Les taux bas, un facteur d'instabilité financière

30 Avril 2015 Finance

Le niveau actuellement très bas des taux d’intérêt pourrait sembler indiquer un retour à la confiance. Cependant, une analyse détaillée des causes et des conséquences de ce phénomène devrait nous mettre en garde. Le niveau très bas des taux d’intérêt est peut-être au contraire un facteur d’instabilité financière.

Pourquoi les taux d’intérêt sont-ils si bas ?

Le taux d’intérêt d’équilibre correspond au prix tel que l’offre est égale à la demande sur le marché de l’épargne. Le taux d’intérêt est faible si la demande d’épargne, c’est-à-dire la demande d’actifs financiers, est forte. Or c’est le cas actuellement.

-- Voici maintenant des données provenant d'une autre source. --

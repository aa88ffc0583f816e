//! Error types for the ingestion and aggregation pipeline.

use std::path::PathBuf;
use thiserror::Error;

/// Ingestion and reporting errors.
///
/// Only [`CostError::AgentsDirUnreadable`] aborts a walk. The agent and
/// session variants are logged by the walker and the affected unit skipped.
#[derive(Error, Debug)]
pub enum CostError {
    /// The top-level `agents/` directory could not be listed
    #[error("reading agents dir {path}: {source}")]
    AgentsDirUnreadable {
        path: PathBuf,
        #[source]
        source: std::io::Error,
    },

    /// An agent's `sessions/` directory exists but could not be listed
    #[error("reading sessions dir {path}: {source}")]
    SessionsDirUnreadable {
        path: PathBuf,
        #[source]
        source: std::io::Error,
    },

    /// A session file could not be opened
    #[error("opening session file {path}: {source}")]
    SessionOpen {
        path: PathBuf,
        #[source]
        source: std::io::Error,
    },

    /// A session file failed while being read
    #[error("reading session file {path}: {source}")]
    SessionRead {
        path: PathBuf,
        #[source]
        source: std::io::Error,
    },

    /// A parallel parse task could not complete
    #[error("session parse task failed: {0}")]
    Task(String),

    /// JSON serialization error
    #[error("JSON error: {0}")]
    Json(#[from] serde_json::Error),

    /// Report formatting error
    #[error("formatting error: {0}")]
    Format(#[from] std::fmt::Error),
}

impl CostError {
    /// Returns true if this error aborts a whole run rather than a single unit.
    pub fn is_fatal_to_run(&self) -> bool {
        matches!(self, CostError::AgentsDirUnreadable { .. })
    }
}

/// Result type for cost pipeline operations.
pub type Result<T> = std::result::Result<T, CostError>;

D’une part, de nombreux acteurs privés désirent épargner. Les fonds souverains pour transformer les revenus actuels (par exemple provenant de la vente d’hydrocarbures) en revenus futurs. Les fonds de pension ou d’investissement parce que les citoyens doivent s’adapter à un monde où les systèmes de retraite par répartition deviennent de plus en plus difficilement tenables. D’autre part, en menant une politique monétaire non conventionnelle, les banques centrales elles aussi demandent des actifs financiers.

Quelles conséquences ?

De fait, on ne peut vraiment plus parler du taux d’intérêt. Il existe désormais toute une variété de taux, correspondant à plusieurs classes d’actifs, de risques et maturités. Les actifs aujourd’hui estimés les plus sûrs, comme la dette des gouvernements allemand ou suisse, affichent les taux d’intérêt les plus bas… en fait des taux négatifs. De tels taux incitent les agents économiques à réallouer leurs investissements depuis ces actifs peu risqués vers d’autres actifs, plus risqués : obligations d’entreprise, immobilier, actions (on baptise parfois ce phénomène « search for yield »). Ces réallocations de portefeuilles, à leur tour, font monter le prix des actifs plus risqués.

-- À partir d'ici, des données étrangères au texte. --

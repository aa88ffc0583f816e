//! Shared type definitions used across costctl crates.

use std::str::FromStr;

use chrono::{DateTime, Duration, Months, NaiveDate, TimeZone, Utc};
use serde::{Deserialize, Serialize};

use crate::error::CostctlError;

/// Reporting period selected by the operator.
#[derive(Debug, Clone, Copy, PartialEq, Eq, Serialize, Deserialize, Default)]
#[serde(rename_all = "snake_case")]
pub enum Period {
    /// Since local midnight today
    Today,
    /// The previous local calendar day
    Yesterday,
    /// The last seven days
    Week,
    /// The last calendar month
    Month,
    /// No time restriction
    #[default]
    All,
}

/// Time window resolved from a [`Period`] at a given instant.
///
/// Both bounds are exclusive.
#[derive(Debug, Clone, Copy, PartialEq, Eq)]
pub struct PeriodBounds {
    pub start: DateTime<Utc>,
    pub end: Option<DateTime<Utc>>,
}

impl PeriodBounds {
    /// Returns true if `timestamp` falls strictly inside the window.
    ///
    /// A session without a timestamp never matches.
    pub fn contains(&self, timestamp: Option<DateTime<Utc>>) -> bool {
        match timestamp {
            Some(ts) => ts > self.start && self.end.is_none_or(|end| ts < end),
            None => false,
        }
    }
}

impl Period {
    pub const ACCEPTED: &'static str = "today, yesterday, week, month, all";

    /// Resolve the window for this period relative to `now`.
    ///
    /// Day boundaries are computed in `now`'s time zone. Returns `None` for
    /// [`Period::All`].
    pub fn bounds_at<Tz: TimeZone>(&self, now: &DateTime<Tz>) -> Option<PeriodBounds> {
        let today = now.date_naive();
        match self {
            Self::Today => Some(PeriodBounds {
                start: midnight(&now.timezone(), today),
                end: None,
            }),
            Self::Yesterday => {
                let yesterday = today.pred_opt()?;
                Some(PeriodBounds {
                    start: midnight(&now.timezone(), yesterday),
                    end: Some(midnight(&now.timezone(), today)),
                })
            }
            Self::Week => Some(PeriodBounds {
                start: (now.clone() - Duration::days(7)).with_timezone(&Utc),
                end: None,
            }),
            Self::Month => {
                let start = now.clone().checked_sub_months(Months::new(1))?;
                Some(PeriodBounds {
                    start: start.with_timezone(&Utc),
                    end: None,
                })
            }
            Self::All => None,
        }
    }

    /// Lower bound of the window, usable as a file modification pre-filter.
    pub fn not_before<Tz: TimeZone>(&self, now: &DateTime<Tz>) -> Option<DateTime<Utc>> {
        self.bounds_at(now).map(|b| b.start)
    }
}

/// Local midnight of `date` in `tz`, as UTC.
fn midnight<Tz: TimeZone>(tz: &Tz, date: NaiveDate) -> DateTime<Utc> {
    let naive = date.and_time(chrono::NaiveTime::MIN);
    match tz.from_local_datetime(&naive).earliest() {
        Some(local) => local.with_timezone(&Utc),
        // Midnight skipped by a DST transition
        None => Utc.from_utc_datetime(&naive),
    }
}

impl FromStr for Period {
    type Err = CostctlError;

    fn from_str(s: &str) -> Result<Self, Self::Err> {
        match s.to_ascii_lowercase().as_str() {
            "today" => Ok(Self::Today),
            "yesterday" => Ok(Self::Yesterday),
            "week" => Ok(Self::Week),
            "month" => Ok(Self::Month),
            "all" => Ok(Self::All),
            _ => Err(CostctlError::invalid_argument("period", s, Self::ACCEPTED)),
        }
    }
}

impl std::fmt::Display for Period {
    fn fmt(&self, f: &mut std::fmt::Formatter<'_>) -> std::fmt::Result {
        match self {
            Self::Today => write!(f, "today"),
            Self::Yesterday => write!(f, "yesterday"),
            Self::Week => write!(f, "week"),
            Self::Month => write!(f, "month"),
            Self::All => write!(f, "all"),
        }
    }
}

/// Output encoding for reports.
#[derive(Debug, Clone, Copy, PartialEq, Eq, Serialize, Deserialize, Default)]
#[serde(rename_all = "snake_case")]
pub enum OutputFormat {
    /// Human-readable tables
    #[default]
    Text,
    /// Pretty-printed JSON
    Json,
}

impl OutputFormat {
    pub const ACCEPTED: &'static str = "text, json";
}

impl FromStr for OutputFormat {
    type Err = CostctlError;

    fn from_str(s: &str) -> Result<Self, Self::Err> {
        match s.to_ascii_lowercase().as_str() {
            "text" => Ok(Self::Text),
            "json" => Ok(Self::Json),
            _ => Err(CostctlError::invalid_argument("format", s, Self::ACCEPTED)),
        }
    }
}

impl std::fmt::Display for OutputFormat {
    fn fmt(&self, f: &mut std::fmt::Formatter<'_>) -> std::fmt::Result {
        match self {
            Self::Text => write!(f, "text"),
            Self::Json => write!(f, "json"),
        }
    }
}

A ce comportement des investisseurs (ceux qui achètent les titres financiers) correspond un comportement symétrique des émetteurs (qui vendent les titres financiers). Puisque les taux sont bas, il est attractif d’emprunter ou, de manière équivalente, puisque les prix des actifs sont élevés, il est attractif d’en vendre, c’est-à-dire d’en émettre. C’est pourquoi, comme l’a récemment démontré un rapport de McKinsey, le taux d’endettement des Etats et des acteurs privés reste aujourd’hui élevé, supérieur à son niveau d’avant la crise de 2007.

Quels risques pour la stabilité financière ?

Si les marchés financiers étaient parfaits, les prix des actifs toujours égaux à leur valeur fondamentale, et les problèmes d’aléa moral inexistants, on n’aurait pas trop lieu de s’inquiéter de la situation actuelle. Hélas, ce n’est pas le cas.

Les prix des actifs ne sont pas toujours égaux à leur valeur fondamentale. Il est possible que des bulles se forment, là où les investisseurs sont prêts à payer un prix « trop élevé » car ils anticipent de pouvoir revendre à un prix encore plus haut. Or il est difficile d’être sûr qu’il n’y a pas de bulle actuellement, par exemple dans certains secteurs du marché de l’immobilier, ou de celui des titres financiers risqués.

Par ailleurs, il est possible que certaines décisions financières soient viciées par des problèmes d’aléa moral. Exploitant les clauses de responsabilité limitée, ou pariant sur le « too big to fail », certains acteurs du marché, très endettés, pourraient prendre des risques excessifs. En cas d’éclatement d’une bulle, ces acteurs pourraient faire faillite. Malgré les nouvelles exigences prudentielles et le développement de la compensation centralisée, le défaut de ces acteurs pourrait avoir des effets de contagion sur le reste du système financier.

Que devrait faire la banque centrale ?

Dans ce contexte, il n’est pas évident que la politique non conventionnelle actuelle de la Banque centrale européenne soit optimale. Il est possible qu’elle contribue à des phénomènes de bulles sur certains actifs, et d’endettement excessif de certains acteurs, conduisant à une prise de risque trop élevée. C’est pourquoi une politique monétaire non conventionnelle n’est acceptable que si elle s’accompagne d’une surveillance accrue de la stabilité financière.